The goal of the Catholic Worker was more than just writing about history, it was also about making history through influencing society. This was accomplished by providing community and informing community. Finances were an important component of meeting these goals. Dorothy refused the capitalistic approach of advertising, high subscription rates, or even government grants. Money was not a neutral commodity. There was always a cost to accepting funds so small contributions was the main resource keeping the paper in print.[iv]
Dorothy’s stand on money also came with a push back from the government. She felt it was inappropriate, given her pacifist views, that she would contribute to the purchase of items for war, so she protested by not paying war taxes. In the early 1970’s, the IRS demanded $300,000 in fines, penalties, and unpaid taxes over six years. Previously, she had not registered as a non-profit because it went against Catholic Worker principles. When the New York Times heard of the IRS’s demands they wrote about the issue stating the IRS must have genuine frauds to chase. The IRS eventually dropped the case. This issue highlights the contrast between the Catholic Worker movement of personalist simplicity and the bureaucracy of the modern government.[v]
When you love people, you see all the good in them, all the Christ in them. God sees Christ, His Son, in us and loves us. And we should see Christ in others, and nothing else, and love them. There can never be enough of it. There can never be enough thinking about it. St. John of the Cross said that where there was no love, put love and you would take out love.[vi]
In 1948, Dorothy wrote this statement in her journal while helping her daughter Tamar through her pregnancy and delivery of her third child. It was a guiding principle throughout her life. Her work was influenced deeply by her understanding that everyone has that of God in them, every person has value. As we look back on Dorothy’s life, we can see how her own humility developed and how the influence of life experience impacted her view of others. Her understanding of the world and how it worked influenced both her audience and those she lived and worked alongside.

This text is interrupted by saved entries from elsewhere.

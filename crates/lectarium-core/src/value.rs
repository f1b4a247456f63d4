//! Typed field values and literal coercion
//!
//! Filter constants arrive as bare strings. The compiler coerces each one to
//! the declared type of the field it is compared with, using the fixed table in
//! [`FieldType::coerce`].

use chrono::{DateTime, NaiveDate, NaiveDateTime};
use serde::{Deserialize, Serialize};
use std::cmp::Ordering;
use std::fmt;

const DATE_FORMAT: &str = "%Y-%m-%d";
const DATETIME_FORMATS: &[&str] = &["%Y-%m-%d %H:%M:%S", "%Y-%m-%dT%H:%M:%S"];

/// Declared type of an entity field
#[derive(Debug, Clone, Copy, PartialEq, Eq, Hash, Serialize, Deserialize)]
#[serde(rename_all = "lowercase")]
pub enum FieldType {
    Text,
    Integer,
    Float,
    Boolean,
    Date,
    DateTime,
}

impl FieldType {
    pub fn as_str(&self) -> &'static str {
        match self {
            FieldType::Text => "text",
            FieldType::Integer => "integer",
            FieldType::Float => "float",
            FieldType::Boolean => "boolean",
            FieldType::Date => "date",
            FieldType::DateTime => "datetime",
        }
    }

    /// Coerce a filter literal to this type. Returns `None` if the literal is
    /// not a valid representation.
    pub fn coerce(&self, literal: &str) -> Option<Value> {
        match self {
            FieldType::Text => Some(Value::Text(literal.to_string())),
            FieldType::Integer => literal.trim().parse().ok().map(Value::Integer),
            FieldType::Float => literal
                .trim()
                .parse::<f64>()
                .ok()
                .filter(|f| f.is_finite())
                .map(Value::Float),
            FieldType::Boolean => parse_bool(literal).map(Value::Bool),
            FieldType::Date => parse_date(literal).map(Value::Date),
            FieldType::DateTime => parse_datetime(literal).map(Value::DateTime),
        }
    }

    /// Convert a JSON value from a dataset file to this type.
    pub fn from_json(&self, json: &serde_json::Value) -> Option<Value> {
        use serde_json::Value as Json;
        match (self, json) {
            (_, Json::Null) => Some(Value::Null),
            (FieldType::Integer, Json::Number(n)) => n.as_i64().map(Value::Integer),
            (FieldType::Float, Json::Number(n)) => n.as_f64().map(Value::Float),
            (FieldType::Boolean, Json::Bool(b)) => Some(Value::Bool(*b)),
            (FieldType::Text, Json::Number(n)) => Some(Value::Text(n.to_string())),
            (FieldType::Text, Json::Bool(b)) => Some(Value::Text(b.to_string())),
            (_, Json::String(s)) => self.coerce(s),
            _ => None,
        }
    }
}

impl fmt::Display for FieldType {
    fn fmt(&self, f: &mut fmt::Formatter<'_>) -> fmt::Result {
        f.write_str(self.as_str())
    }
}

fn parse_bool(literal: &str) -> Option<bool> {
    match literal.trim().to_ascii_lowercase().as_str() {
        "true" | "1" => Some(true),
        "false" | "0" => Some(false),
        _ => None,
    }
}

fn parse_date(literal: &str) -> Option<NaiveDate> {
    NaiveDate::parse_from_str(literal.trim(), DATE_FORMAT).ok()
}

fn parse_datetime(literal: &str) -> Option<NaiveDateTime> {
    let literal = literal.trim();
    DATETIME_FORMATS
        .iter()
        .find_map(|fmt| NaiveDateTime::parse_from_str(literal, fmt).ok())
        .or_else(|| {
            DateTime::parse_from_rfc3339(literal)
                .ok()
                .map(|dt| dt.naive_utc())
        })
        .or_else(|| parse_date(literal).and_then(|d| d.and_hms_opt(0, 0, 0)))
}

/// A field value
#[derive(Debug, Clone, PartialEq, Serialize)]
#[serde(untagged)]
pub enum Value {
    Null,
    Bool(bool),
    Integer(i64),
    Float(f64),
    Text(String),
    Date(NaiveDate),
    DateTime(NaiveDateTime),
}

impl Value {
    pub fn is_null(&self) -> bool {
        matches!(self, Value::Null)
    }

    /// Coerce a filter literal for a field of type `ty`.
    ///
    /// The exact literal `NULL` denotes the null value for every type.
    pub fn from_literal(ty: FieldType, literal: &str) -> Option<Value> {
        if literal == "NULL" {
            return Some(Value::Null);
        }
        ty.coerce(literal)
    }

    /// SQL-style comparison. `None` when either side is null or the types are
    /// not comparable.
    pub fn compare(&self, other: &Value) -> Option<Ordering> {
        match (self, other) {
            (Value::Bool(a), Value::Bool(b)) => Some(a.cmp(b)),
            (Value::Integer(a), Value::Integer(b)) => Some(a.cmp(b)),
            (Value::Float(a), Value::Float(b)) => a.partial_cmp(b),
            (Value::Integer(a), Value::Float(b)) => (*a as f64).partial_cmp(b),
            (Value::Float(a), Value::Integer(b)) => a.partial_cmp(&(*b as f64)),
            (Value::Text(a), Value::Text(b)) => Some(a.cmp(b)),
            (Value::Date(a), Value::Date(b)) => Some(a.cmp(b)),
            (Value::DateTime(a), Value::DateTime(b)) => Some(a.cmp(b)),
            _ => None,
        }
    }

    /// Total order used for sorting: nulls first, then by value.
    pub fn sort_cmp(&self, other: &Value) -> Ordering {
        match (self.is_null(), other.is_null()) {
            (true, true) => Ordering::Equal,
            (true, false) => Ordering::Less,
            (false, true) => Ordering::Greater,
            (false, false) => self.compare(other).unwrap_or(Ordering::Equal),
        }
    }
}

impl fmt::Display for Value {
    fn fmt(&self, f: &mut fmt::Formatter<'_>) -> fmt::Result {
        match self {
            Value::Null => Ok(()),
            Value::Bool(b) => write!(f, "{}", b),
            Value::Integer(i) => write!(f, "{}", i),
            Value::Float(x) => write!(f, "{}", x),
            Value::Text(s) => f.write_str(s),
            Value::Date(d) => write!(f, "{}", d.format(DATE_FORMAT)),
            Value::DateTime(dt) => write!(f, "{}", dt.format(DATETIME_FORMATS[0])),
        }
    }
}

impl From<&str> for Value {
    fn from(s: &str) -> Self {
        Value::Text(s.to_string())
    }
}

impl From<String> for Value {
    fn from(s: String) -> Self {
        Value::Text(s)
    }
}

impl From<i64> for Value {
    fn from(i: i64) -> Self {
        Value::Integer(i)
    }
}

impl From<f64> for Value {
    fn from(x: f64) -> Self {
        Value::Float(x)
    }
}

impl From<bool> for Value {
    fn from(b: bool) -> Self {
        Value::Bool(b)
    }
}

impl From<NaiveDate> for Value {
    fn from(d: NaiveDate) -> Self {
        Value::Date(d)
    }
}

impl From<NaiveDateTime> for Value {
    fn from(dt: NaiveDateTime) -> Self {
        Value::DateTime(dt)
    }
}

impl<T: Into<Value>> From<Option<T>> for Value {
    fn from(v: Option<T>) -> Self {
        v.map(Into::into).unwrap_or(Value::Null)
    }
}

#[cfg(test)]
mod tests {
    use super::*;
    use serde_json::json;

    #[test]
    fn test_coerce_table() {
        assert_eq!(FieldType::Text.coerce(" a "), Some(Value::Text(" a ".into())));
        assert_eq!(FieldType::Integer.coerce("42"), Some(Value::Integer(42)));
        assert_eq!(FieldType::Integer.coerce("4.2"), None);
        assert_eq!(FieldType::Float.coerce("4.5"), Some(Value::Float(4.5)));
        assert_eq!(FieldType::Float.coerce("NaN"), None);
        assert_eq!(FieldType::Boolean.coerce("TRUE"), Some(Value::Bool(true)));
        assert_eq!(FieldType::Boolean.coerce("0"), Some(Value::Bool(false)));
        assert_eq!(FieldType::Boolean.coerce("yes"), None);
        assert_eq!(
            FieldType::Date.coerce("2024-03-01"),
            Some(Value::Date(NaiveDate::from_ymd_opt(2024, 3, 1).unwrap()))
        );
        assert_eq!(FieldType::Date.coerce("01.03.2024"), None);
    }

    #[test]
    fn test_datetime_formats() {
        let expected = NaiveDate::from_ymd_opt(2024, 3, 1)
            .unwrap()
            .and_hms_opt(10, 30, 0)
            .unwrap();
        for literal in [
            "2024-03-01 10:30:00",
            "2024-03-01T10:30:00",
            "2024-03-01T10:30:00Z",
            "2024-03-01T12:30:00+02:00",
        ] {
            assert_eq!(
                FieldType::DateTime.coerce(literal),
                Some(Value::DateTime(expected)),
                "{}",
                literal
            );
        }
        let midnight = NaiveDate::from_ymd_opt(2024, 3, 1)
            .unwrap()
            .and_hms_opt(0, 0, 0)
            .unwrap();
        assert_eq!(
            FieldType::DateTime.coerce("2024-03-01"),
            Some(Value::DateTime(midnight))
        );
    }

    #[test]
    fn test_null_literal() {
        assert_eq!(Value::from_literal(FieldType::Integer, "NULL"), Some(Value::Null));
        assert_eq!(
            Value::from_literal(FieldType::Text, "null"),
            Some(Value::Text("null".into()))
        );
    }

    #[test]
    fn test_compare_is_sql_like() {
        assert_eq!(Value::Null.compare(&Value::Null), None);
        assert_eq!(Value::Integer(1).compare(&Value::Null), None);
        assert_eq!(
            Value::Integer(2).compare(&Value::Float(1.5)),
            Some(Ordering::Greater)
        );
        assert_eq!(Value::Text("a".into()).compare(&Value::Integer(1)), None);
    }

    #[test]
    fn test_sort_puts_nulls_first() {
        let mut values = vec![Value::Integer(3), Value::Null, Value::Integer(1)];
        values.sort_by(|a, b| a.sort_cmp(b));
        assert_eq!(values, vec![Value::Null, Value::Integer(1), Value::Integer(3)]);
    }

    #[test]
    fn test_from_json() {
        assert_eq!(FieldType::Integer.from_json(&json!(7)), Some(Value::Integer(7)));
        assert_eq!(FieldType::Integer.from_json(&json!("7")), Some(Value::Integer(7)));
        assert_eq!(FieldType::Boolean.from_json(&json!(true)), Some(Value::Bool(true)));
        assert_eq!(FieldType::Date.from_json(&json!(null)), Some(Value::Null));
        assert_eq!(FieldType::Integer.from_json(&json!([1])), None);
    }

    #[test]
    fn test_display() {
        assert_eq!(Value::Null.to_string(), "");
        assert_eq!(Value::Bool(false).to_string(), "false");
        assert_eq!(
            Value::DateTime(
                NaiveDate::from_ymd_opt(2024, 1, 2)
                    .unwrap()
                    .and_hms_opt(3, 4, 5)
                    .unwrap()
            )
            .to_string(),
            "2024-01-02 03:04:05"
        );
    }
}
//! Environment configuration

use std::path::PathBuf;

use crate::error::{Error, Result};

/// Default tracing filter (`LECTARIUM_LOG`)
pub const LOG_VAR: &str = "LECTARIUM_LOG";
/// SQLite file used when no data source is given (`LECTARIUM_DATABASE`)
pub const DATABASE_VAR: &str = "LECTARIUM_DATABASE";
/// Upper bound on page size, 0 for none (`LECTARIUM_MAX_PAGE_SIZE`)
pub const MAX_PAGE_SIZE_VAR: &str = "LECTARIUM_MAX_PAGE_SIZE";

#[derive(Debug, Clone, PartialEq, Eq)]
pub struct Config {
    pub log_filter: String,
    pub database: Option<PathBuf>,
    pub max_page_size: usize,
}

impl Default for Config {
    fn default() -> Self {
        Self {
            log_filter: "info".to_string(),
            database: None,
            max_page_size: 0,
        }
    }
}

impl Config {
    /// Read configuration from the process environment.
    pub fn from_env() -> Result<Self> {
        Self::from_lookup(|key| std::env::var(key).ok())
    }

    /// Read configuration through `lookup`. Empty values count as unset.
    pub fn from_lookup(lookup: impl Fn(&str) -> Option<String>) -> Result<Self> {
        let get = |key: &str| lookup(key).filter(|v| !v.trim().is_empty());
        let defaults = Config::default();

        let max_page_size = match get(MAX_PAGE_SIZE_VAR) {
            Some(raw) => raw.trim().parse().map_err(|_| {
                Error::Config(format!(
                    "{} must be a non-negative integer, got '{}'",
                    MAX_PAGE_SIZE_VAR, raw
                ))
            })?,
            None => defaults.max_page_size,
        };

        Ok(Self {
            log_filter: get(LOG_VAR).unwrap_or(defaults.log_filter),
            database: get(DATABASE_VAR).map(PathBuf::from),
            max_page_size,
        })
    }
}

Dorothy believed it was not enough to help, to give what you have, to pledge yourself to voluntary poverty – she felt that one must live with suffering – to share in their suffering – to give up privacy, mental, spiritual comforts as well as physical.[vii] It was this belief and her understanding of the Christ in everyone that drove Dorothy to walk a different kind of life with the Love of her life, God. She valued people and she wholeheartedly became one with them. She wasn’t afraid of their suffering and put herself with them.
The Catholic Worker was the first publication advocating civil disobedience as a legitimate means to protest war. They encouraged burning draft cards and withholding war taxes. Dorothy viewed jail time as a badge of honor.[viii] It was walking alongside others, while not distancing themselves from others’ suffering that drew them out to picket alongside other protestors.[ix] This kind of action was greatly encouraged. During this time many felt that organizations for workers were connected to Communism. The Catholic Worker Movement didn’t follow society’s fear but stepped right into the fray of valuing those who were oppressed by the system. Dorothy was not afraid to step into the conflict and encouraged others to do so as well.
“Community – that was the social answer to the long loneliness. That was one of the attractions of religious life and why couldn’t lay people share in it? Not just the basic community of the family, but also a community of families, with a combination of private and communal property.”[x]
Dorothy understood the long loneliness throughout her seeking for being loved by God, not finding that safe place with the people she encountered early in life. Once she discovered the true love of God, she invited others to share in that experience by loving them, suffering with them, and walking alongside. She stressed the importance of living in community like Jesus modeled, with personalism, pacifism, and voluntary poverty. Her’s was a radical approach, back to the roots, and based in intellectual traditions.[xi] She remained on the Catholic Worker staff until 1975, with her last speaking engagement in 1976. She stopped being as engaged due to health and once she slowed down, she suffered three minor heart attacks, became too tired for visitors, spent quality time with her daughter, and died in 1980.[xii]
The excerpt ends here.